NCLCV Applauds Stringent New EPA Power Plant Pollution Rules

Duke Energy’s Proposed Gas Buildout Makes No Sense in Light of New Carbon Rules

The North Carolina League of Conservation Voters praised the tough new power plant pollution rules released today in Washington, D.C. by the U.S. Environmental Protection Agency (EPA). The rules, announced by EPA Administrator Michael Regan, will slash carbon pollution from coal-fired plants and new gas-fired power plants, as well as safeguarding communities against coal ash, mercury, arsenic, soot, toxic wastewater, and other health-harming pollution from coal-fired power plants.

The EPA’s strong carbon pollution power plant standards and the Inflation Reduction Act are projected to lead to a 75% reduction below 2005 levels in carbon pollution by 2035, and mandate a 90% reduction long term. In 2035 the carbon standards would save 1,200 lives and avert 360,000 cases of asthma symptoms, while avoiding 48,000 school absence days and 57,000 lost workdays.

“These rules make it clear that burning fossil fuels threatens our health and our climate, so we must transition to cleaner energy sources. In light of these new rules, Duke Energy’s plan to build record amounts of expensive, dirty gas plants makes absolutely no sense – except when you consider Duke’s highly paid executives and record profits,” said Michelle (Meech) Carter, director of clean energy campaigns for NCLCV. “Collectively, these rules represent a historic step forward for tackling the climate crisis and protecting our air, water, and the health of our communities, especially the health of environmental justice communities, from the impacts of dirty fossil fuel power plants.”
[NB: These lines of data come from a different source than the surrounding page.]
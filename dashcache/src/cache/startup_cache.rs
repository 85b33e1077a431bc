// Copyright (c) 2024-2025 DashCache Contributors
// SPDX-License-Identifier: Apache-2.0
//
//! Startup-once cache
//!
//! Holds responses for endpoints whose payload is fixed for the lifetime of
//! the process (UI configuration, static reference tables). Entries are never
//! invalidated by data changes; only an explicit clear or refresh removes them.

use chrono::{DateTime, Utc};
use parking_lot::RwLock;
use serde::Serialize;
use serde_json::Value;
use std::collections::hash_map::Entry;
use std::collections::HashMap;
use std::sync::Arc;

use super::cache_key::{CacheKey, RequestParams};
use super::Payload;
use crate::error::{CacheError, CacheResult};

pub const STARTUP_CACHE_TYPE: &str = "startup_once";

/// Permanently cached response
#[derive(Debug, Clone)]
pub struct StartupEntry {
    pub endpoint: String,
    pub response: Payload,
    pub stored_at: DateTime<Utc>,
}

/// Introspection snapshot of the startup tier
#[derive(Debug, Clone, PartialEq, Serialize)]
pub struct StartupCacheStats {
    pub cached_endpoints: usize,
    pub startup_time: DateTime<Utc>,
    pub cache_age_seconds: f64,
    pub cache_keys: Vec<String>,
}

/// Copy of `payload` annotated as served from the startup tier.
///
/// Only payloads that are objects with a `metadata` object gain the
/// `cached`, `cache_type` and `cached_at` keys; anything else is returned as
/// an unmodified copy.
pub fn annotate_startup_payload(payload: &Value, cached_at: DateTime<Utc>) -> Value {
    let mut copy = payload.clone();
    if let Some(metadata) = copy.get_mut("metadata").and_then(Value::as_object_mut) {
        metadata.insert("cached".to_string(), Value::Bool(true));
        metadata.insert(
            "cache_type".to_string(),
            Value::String(STARTUP_CACHE_TYPE.to_string()),
        );
        metadata.insert(
            "cached_at".to_string(),
            Value::String(cached_at.to_rfc3339()),
        );
    }
    copy
}

/// First-write-wins cache of process-lifetime responses
pub struct StartupCache {
    entries: RwLock<HashMap<CacheKey, StartupEntry>>,
    startup_time: DateTime<Utc>,
}

impl StartupCache {
    pub fn new() -> Self {
        Self::with_startup_time(Utc::now())
    }

    pub fn with_startup_time(startup_time: DateTime<Utc>) -> Self {
        Self {
            entries: RwLock::new(HashMap::new()),
            startup_time,
        }
    }

    pub fn startup_time(&self) -> DateTime<Utc> {
        self.startup_time
    }

    pub fn is_startup_cached(&self, endpoint: &str, params: &RequestParams) -> bool {
        let key = CacheKey::startup(endpoint, params);
        self.entries.read().contains_key(&key)
    }

    /// Annotated copy of the stored response; the stored payload is untouched
    pub fn get_startup_cache(&self, endpoint: &str, params: &RequestParams) -> Option<Value> {
        let key = CacheKey::startup(endpoint, params);
        let response = self
            .entries
            .read()
            .get(&key)
            .map(|entry| Arc::clone(&entry.response))?;

        log::debug!("Startup cache hit: {}", key);
        Some(annotate_startup_payload(&response, self.startup_time))
    }

    /// Populate the entry for a request.
    ///
    /// Fails with [`CacheError::AlreadyCached`] if the key is already
    /// populated; the existing entry is kept. Use
    /// [`Self::refresh_startup_cache`] to replace it deliberately.
    pub fn set_startup_cache(
        &self,
        endpoint: &str,
        params: &RequestParams,
        response: impl Into<Payload>,
    ) -> CacheResult<()> {
        let key = CacheKey::startup(endpoint, params);
        match self.entries.write().entry(key) {
            Entry::Occupied(occupied) => {
                log::warn!(
                    "Startup cache already populated, keeping existing entry: {}",
                    occupied.key()
                );
                Err(CacheError::AlreadyCached {
                    key: occupied.key().to_string(),
                })
            }
            Entry::Vacant(vacant) => {
                log::info!("Startup cache populated: {}", vacant.key());
                vacant.insert(StartupEntry {
                    endpoint: endpoint.to_string(),
                    response: response.into(),
                    stored_at: Utc::now(),
                });
                Ok(())
            }
        }
    }

    /// Store or replace the entry; returns whether an entry was replaced
    pub fn refresh_startup_cache(
        &self,
        endpoint: &str,
        params: &RequestParams,
        response: impl Into<Payload>,
    ) -> bool {
        let key = CacheKey::startup(endpoint, params);
        let entry = StartupEntry {
            endpoint: endpoint.to_string(),
            response: response.into(),
            stored_at: Utc::now(),
        };
        let replaced = self.entries.write().insert(key.clone(), entry).is_some();
        log::info!("Startup cache refreshed: {} (replaced: {})", key, replaced);
        replaced
    }

    /// Remove every entry, returning how many there were.
    ///
    /// The startup time is kept.
    pub fn clear_startup_cache(&self) -> usize {
        let removed = {
            let mut entries = self.entries.write();
            let removed = entries.len();
            entries.clear();
            removed
        };
        log::info!("Cleared startup cache ({} entries)", removed);
        removed
    }

    pub fn len(&self) -> usize {
        self.entries.read().len()
    }

    pub fn is_empty(&self) -> bool {
        self.entries.read().is_empty()
    }

    pub fn get_startup_cache_stats(&self) -> StartupCacheStats {
        let mut cache_keys: Vec<String> = self
            .entries
            .read()
            .keys()
            .map(|key| key.to_string())
            .collect();
        cache_keys.sort();

        let age = Utc::now().signed_duration_since(self.startup_time);
        StartupCacheStats {
            cached_endpoints: cache_keys.len(),
            startup_time: self.startup_time,
            cache_age_seconds: age.num_milliseconds() as f64 / 1000.0,
            cache_keys,
        }
    }
}

impl Default for StartupCache {
    fn default() -> Self {
        Self::new()
    }
}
In addition to the carbon rules, the mercury and air toxics standards will create $300 million in health benefits and $130 million in climate benefits by 2037. Additionally, the coal ash standards will protect communities by requiring the cleanup of at least 278 sites–including 15 sites in NC–that have either legacy coal ash ponds or old, unregulated landfills. Finally, the wastewater standards will cut 660 million pounds of toxic wastewater pollution.

Duke Energy was fined $102 million in 2014 for illegally dumping coal ash in the Dan River, which is linked to contaminated water and health problems. A 2022 study found coal ash pollution may be more widespread in North Carolina, with four in five lakes near Duke Energy coal plants showing contamination.

“President Biden and EPA Administrator Regan deserve thanks for finalizing strong standards that will protect public health, address environmental injustices, and cut climate pollution,” said Carrie Clark, executive director of NCLCV. “These final rules once again underscore that
the Biden-Harris administration is delivering on their promises and prioritizing the health of our families and environment, especially in communities on the front lines of fossil fuel pollution, which are disproportionately communities of color and communities of low wealth.”